# HELP! Pulled Pork EMERGENCY!



## vbgore (May 23, 2014)

I have just been tagged to do 18 lbs of pulled pork for a wedding TOMORROW at 5 pm...18 lbs @ 1.5 hours a pound is 27 hours. I'm no math wiz but between now 9PM is CST and 5PM CST tomorrow is only 20 hours. How can I make sure the butt is done and ready to pull by 5? Can I just turn up the heat some? SO instead of 225-250 ish maybe like 300? PLEASE help! I need this to come out right as many are depending on me. Any tips, tricks to speed this up I need to know RIGHT NOW!!! Thanks in advance.


----------



## pineywoods (May 23, 2014)

Smoke at 250 and leave the smoker closed (no Peeking) check temps at 4 hours then when you get 160 internal foil tight and right back into smoker


----------



## rdknb (May 23, 2014)

Piney has you covered.  Good Luck


----------



## vbgore (May 23, 2014)

How will foiling effect the bark? Also I'm using a Traeger wood pellet...and sometimes on longer smokes it gets too much ash in the fire box and I have to remove everything and clean it...any suggestions? ALso I use a digital remote thermometer so temp no prob...following Piney's instructions 5PM will work? I mean as long as it gets to 180 internal Im good right?


----------



## rdknb (May 23, 2014)

you really want it to go to 205 to pull, but you can slice it at 180.  Bark my be a little softer with foiling, but you are pushing it on times anyway so it will be what it is.


----------



## vbgore (May 23, 2014)

205..yeah ur right! Quick question...when wrapping in foil should i put them in a roasting pan and cover with foil or wrap the but itsself in foil and put on the rack. Lastly...once covered in foil, the smoke becomes a non factor...so why not put it in an oven where I can better control the heat? You expertise is greatly appreciated and I appreciate your take on this!


----------



## smokey charlie (May 23, 2014)

i do that on occasion you can smoke in the smoker for at least 2 hrs then pull finish off in the oven 225
i do this when we have alot of company over freinds and family

im doing it this weekend Saturday night in fact 
i have 2 butts im gona smoke when i get off work for 2 hrs in the smoker then into the oven for Sunday dinner at noon 
thell cook all night 

good luck
Cheers!
 smokeycharlie


----------



## pineywoods (May 23, 2014)

vbgore said:


> 205..yeah ur right! Quick question...when wrapping in foil should i put them in a roasting pan and cover with foil or wrap the but itsself in foil and put on the rack. Lastly...once covered in foil, the smoke becomes a non factor...so why not put it in an oven where I can better control the heat? You expertise is greatly appreciated and I appreciate your take on this!

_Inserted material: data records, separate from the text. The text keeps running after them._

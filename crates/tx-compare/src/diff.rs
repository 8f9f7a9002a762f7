//! Symbol-level edit-script engine.
//!
//! Implements Myers' O(N·D) shortest-edit-script search with the linear-space
//! refinement: each sub-problem is split at its *middle snake*, found by
//! running the forward and reverse searches towards each other, and the two
//! halves are solved recursively.
//!
//! The search is bounded by a [`Deadline`]. Once it expires, whatever is left
//! unsolved is emitted as one Delete run followed by one Insert run. The
//! script still covers both sequences exactly; it is merely no longer
//! guaranteed to be minimal, and the outcome is flagged `timed_out`.
//!
//! The returned script is normalized: adjacent runs never share an operation
//! and every block of edits between two equalities reads Delete-then-Insert.

use std::time::{Duration, Instant};

use tracing::debug;

use tx_core::Operation;

use crate::symbols::Symbol;

// ---------------------------------------------------------------------------
// Public types
// ---------------------------------------------------------------------------

/// One run of an edit script: an operation over consecutive symbols.
#[derive(Debug, Clone, PartialEq, Eq)]
pub struct Edit {
    pub op: Operation,
    pub symbols: Vec<Symbol>,
}

impl Edit {
    pub fn new(op: Operation, symbols: Vec<Symbol>) -> Self {
        Self { op, symbols }
    }

    pub fn len(&self) -> usize {
        self.symbols.len()
    }

    pub fn is_empty(&self) -> bool {
        self.symbols.is_empty()
    }
}

/// Ordered list of runs covering both input sequences.
pub type EditScript = Vec<Edit>;

/// Wall-clock limit for the search, polled cooperatively.
#[derive(Debug, Clone, Copy, PartialEq, Eq)]
pub struct Deadline {
    at: Option<Instant>,
}

impl Deadline {
    /// No limit: the search always runs to a minimal script.
    pub fn never() -> Self {
        Self { at: None }
    }

    /// Expire `budget` from now. A budget too large to represent never expires.
    pub fn after(budget: Duration) -> Self {
        Self {
            at: Instant::now().checked_add(budget),
        }
    }

    /// `0` means no limit.
    pub fn from_millis(ms: u64) -> Self {
        if ms == 0 {
            Self::never()
        } else {
            Self::after(Duration::from_millis(ms))
        }
    }

    pub fn expired(&self) -> bool {
        self.at.is_some_and(|at| Instant::now() >= at)
    }
}

/// Result of one engine run.
#[derive(Debug, Clone, PartialEq, Eq)]
pub struct ScriptOutcome {
    pub script: EditScript,
    /// `true` when the deadline cut the search short.
    pub timed_out: bool,
}

// ---------------------------------------------------------------------------
// Public API
// ---------------------------------------------------------------------------

/// Compute an edit script turning `a` into `b`.
pub fn diff(a: &[Symbol], b: &[Symbol], deadline: Deadline) -> ScriptOutcome {
    let mut search = Search {
        deadline,
        timed_out: false,
        script: Vec::new(),
    };
    search.diff(a, b);

    if search.timed_out {
        debug!(
            a_len = a.len(),
            b_len = b.len(),
            "edit-script deadline reached; remaining regions emitted as replacements"
        );
    }

    ScriptOutcome {
        script: normalize(search.script),
        timed_out: search.timed_out,
    }
}

/// Number of inserted plus deleted symbols in `script`.
pub fn edit_distance(script: &[Edit]) -> usize {
    script
        .iter()
        .filter(|e| e.op != Operation::Equal)
        .map(Edit::len)
        .sum()
}

/// Merge same-operation neighbours, drop empty runs, and rewrite every block
/// of edits between two equalities as one Delete run then one Insert run.
pub fn normalize(script: EditScript) -> EditScript {
    let mut out: EditScript = Vec::with_capacity(script.len());
    let mut deleted = Vec::new();
    let mut inserted = Vec::new();

    for edit in script {
        match edit.op {
            Operation::Delete => deleted.extend(edit.symbols),
            Operation::Insert => inserted.extend(edit.symbols),
            Operation::Equal => {
                if edit.symbols.is_empty() {
                    continue;
                }
                flush_block(&mut out, &mut deleted, &mut inserted);
                match out.last_mut() {
                    Some(last) if last.op == Operation::Equal => last.symbols.extend(edit.symbols),
                    _ => out.push(edit),
                }
            }
        }
    }
    flush_block(&mut out, &mut deleted, &mut inserted);

    out
}

// ---------------------------------------------------------------------------
// Internal helpers
// ---------------------------------------------------------------------------

fn flush_block(out: &mut EditScript, deleted: &mut Vec<Symbol>, inserted: &mut Vec<Symbol>) {
    if !deleted.is_empty() {
        out.push(Edit::new(Operation::Delete, std::mem::take(deleted)));
    }
    if !inserted.is_empty() {
        out.push(Edit::new(Operation::Insert, std::mem::take(inserted)));
    }
}

fn common_prefix(a: &[Symbol], b: &[Symbol]) -> usize {
    a.iter().zip(b).take_while(|(x, y)| x == y).count()
}

fn common_suffix(a: &[Symbol], b: &[Symbol]) -> usize {
    a.iter()
        .rev()
        .zip(b.iter().rev())
        .take_while(|(x, y)| x == y)
        .count()
}

/// Per-call search state; nothing here outlives one [`diff`] invocation.
struct Search {
    deadline: Deadline,
    timed_out: bool,
    script: EditScript,
}

impl Search {
    fn diff(&mut self, a: &[Symbol], b: &[Symbol]) {
        let prefix = common_prefix(a, b);
        let (a_rest, b_rest) = (&a[prefix..], &b[prefix..]);
        let suffix = common_suffix(a_rest, b_rest);
        let a_mid = &a_rest[..a_rest.len() - suffix];
        let b_mid = &b_rest[..b_rest.len() - suffix];

        self.push(Operation::Equal, &a[..prefix]);
        self.compute(a_mid, b_mid);
        self.push(Operation::Equal, &a_rest[a_rest.len() - suffix..]);
    }

    /// Solve a sub-problem whose ends are known to differ.
    fn compute(&mut self, a: &[Symbol], b: &[Symbol]) {
        if a.is_empty() {
            self.push(Operation::Insert, b);
            return;
        }
        if b.is_empty() {
            self.push(Operation::Delete, a);
            return;
        }

        match self.middle_snake(a, b) {
            Some((x, y)) => {
                self.diff(&a[..x], &b[..y]);
                self.diff(&a[x..], &b[y..]);
            }
            None => {
                self.push(Operation::Delete, a);
                self.push(Operation::Insert, b);
            }
        }
    }

    fn push(&mut self, op: Operation, symbols: &[Symbol]) {
        if symbols.is_empty() {
            return;
        }
        if let Some(last) = self.script.last_mut() {
            if last.op == op {
                last.symbols.extend_from_slice(symbols);
                return;
            }
        }
        self.script.push(Edit::new(op, symbols.to_vec()));
    }

    /// Find a split point `(x, y)` on an optimal path from `(0, 0)` to
    /// `(a.len(), b.len())`.
    ///
    /// Returns `None` when the sequences share nothing or the deadline has
    /// expired; either way the caller replaces the whole region.
    fn middle_snake(&mut self, a: &[Symbol], b: &[Symbol]) -> Option<(usize, usize)> {
        let n = a.len() as isize;
        let m = b.len() as isize;
        let max_d = (n + m + 1) / 2;
        let offset = max_d;
        let width = (2 * max_d + 2) as usize;

        // Furthest x reached on each diagonal k, stored at `offset + k`.
        let mut forward = vec![-1isize; width];
        let mut reverse = vec![-1isize; width];
        forward[(offset + 1) as usize] = 0;
        reverse[(offset + 1) as usize] = 0;

        let delta = n - m;
        // With an odd delta the paths can only meet during a forward step.
        let front = delta % 2 != 0;

        // Diagonals that ran off the grid are trimmed from later passes.
        let mut k1_start = 0;
        let mut k1_end = 0;
        let mut k2_start = 0;
        let mut k2_end = 0;

        for d in 0..max_d {
            if self.deadline.expired() {
                self.timed_out = true;
                return None;
            }

            let mut k1 = -d + k1_start;
            while k1 <= d - k1_end {
                let k1_offset = (offset + k1) as usize;
                let mut x1 = if k1 == -d
                    || (k1 != d && forward[k1_offset - 1] < forward[k1_offset + 1])
                {
                    forward[k1_offset + 1]
                } else {
                    forward[k1_offset - 1] + 1
                };
                let mut y1 = x1 - k1;
                while x1 < n && y1 < m && a[x1 as usize] == b[y1 as usize] {
                    x1 += 1;
                    y1 += 1;
                }
                forward[k1_offset] = x1;

                if x1 > n {
                    k1_end += 2;
                } else if y1 > m {
                    k1_start += 2;
                } else if front {
                    let k2_offset = offset + delta - k1;
                    if k2_offset >= 0 && (k2_offset as usize) < width {
                        let reached = reverse[k2_offset as usize];
                        if reached != -1 && x1 >= n - reached {
                            return Some((x1 as usize, y1 as usize));
                        }
                    }
                }
                k1 += 2;
            }

            let mut k2 = -d + k2_start;
            while k2 <= d - k2_end {
                let k2_offset = (offset + k2) as usize;
                let mut x2 = if k2 == -d
                    || (k2 != d && reverse[k2_offset - 1] < reverse[k2_offset + 1])
                {
                    reverse[k2_offset + 1]
                } else {
                    reverse[k2_offset - 1] + 1
                };
                let mut y2 = x2 - k2;
                while x2 < n
                    && y2 < m
                    && a[(n - x2 - 1) as usize] == b[(m - y2 - 1) as usize]
                {
                    x2 += 1;
                    y2 += 1;
                }
                reverse[k2_offset] = x2;

                if x2 > n {
                    k2_end += 2;
                } else if y2 > m {
                    k2_start += 2;
                } else if !front {
                    let k1_offset = offset + delta - k2;
                    if k1_offset >= 0 && (k1_offset as usize) < width {
                        let x1 = forward[k1_offset as usize];
                        if x1 != -1 {
                            let y1 = offset + x1 - k1_offset;
                            if x1 >= n - x2 {
                                return Some((x1 as usize, y1 as usize));
                            }
                        }
                    }
                }
                k2 += 2;
            }
        }

        None
    }
}

// ---------------------------------------------------------------------------
// Tests
// ---------------------------------------------------------------------------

You can do either I usually wrap in foil then wrap again but a foil pan would work just fine. Just make sure you seal the foil tight either way. You are also correct once it goes into foil you can put it into the oven to finish it won't make a difference you can't get smoke through the foil


----------



## worktogthr (May 23, 2014)

Smoke at 300!  Hot and fast still gives tender and juicy results.  I smoke all my butts at that temp!


----------



## vbgore (May 23, 2014)

Thanks all!


----------



## pineywoods (May 23, 2014)

Have a good smoke


----------



## chef jimmyj (May 23, 2014)

Is it a single piece weighing 18lb? Or a total of 18lbs. Cook time is based on the weight of the largest piece whether you are smoking a single 10lb butt or 10, 10lb Butts, 100 pounds of Pork. You always have the option of cutting into smaller pieces. This adds more Bark and saves time. As far as foiling goes, wrap the meat or pan and cover, it's your choice, both work. Yes the bark will soften but all the flavor and color will be there and you will have a more uniform texture to the pulled meat. Besides if you plan to add a Finishing Sauce, " it " will soften the bark in short order anyway. Crisp Bark is only important to those who serve or eat big chunks of it that are cut off and served to the side of the pulled meat. I snag some for myself and anyone of my family that is interested, then work all the rest and that bark flavor into the bulk of the meat. If you put 6+ hours of smoke on the meat getting to the stall and foiling, there is no reason not to go in the Oven to finish. I don't wish to step on any toes, but in my experience, even at a steady 250°F you will still likely see 1.25 to 1.5 hours per pound. I have Roasted hundreds of Pork Butts at 300°F and get 1 hour per pound cook times or less. The meat is still juicy when pulled with only the exterior 1 inch or so being more dry than if the entire cook was at 225. Again once pulled and mixed with Finishing Sauce, there is no difference. Give the recipe below a shot, good stuff and you  can add more heat for all the Cajuns at the wedding...JJ

*Tangy Pulled Pork Finishing Sauce*

This is more of an Eastern North Carolina style Finishing Sauce...

2 C Apple Cider Vinegar

2T Worcestershire Sauce or more to taste

1/4C Brown Sugar

1T Smoked Paprika

2 tsp Granulated Garlic

2 tsp Granulated Onion

2 tsp Fine Grind Black Pepper

1 tsp Celery Salt

1 tsp Cayenne Pepper or Chipotle powder. Add more if you like Heat.

1/2 tsp Grnd Allspice

Optional...Red Pepper Flake or other Hot Pepper for the Chiliheads.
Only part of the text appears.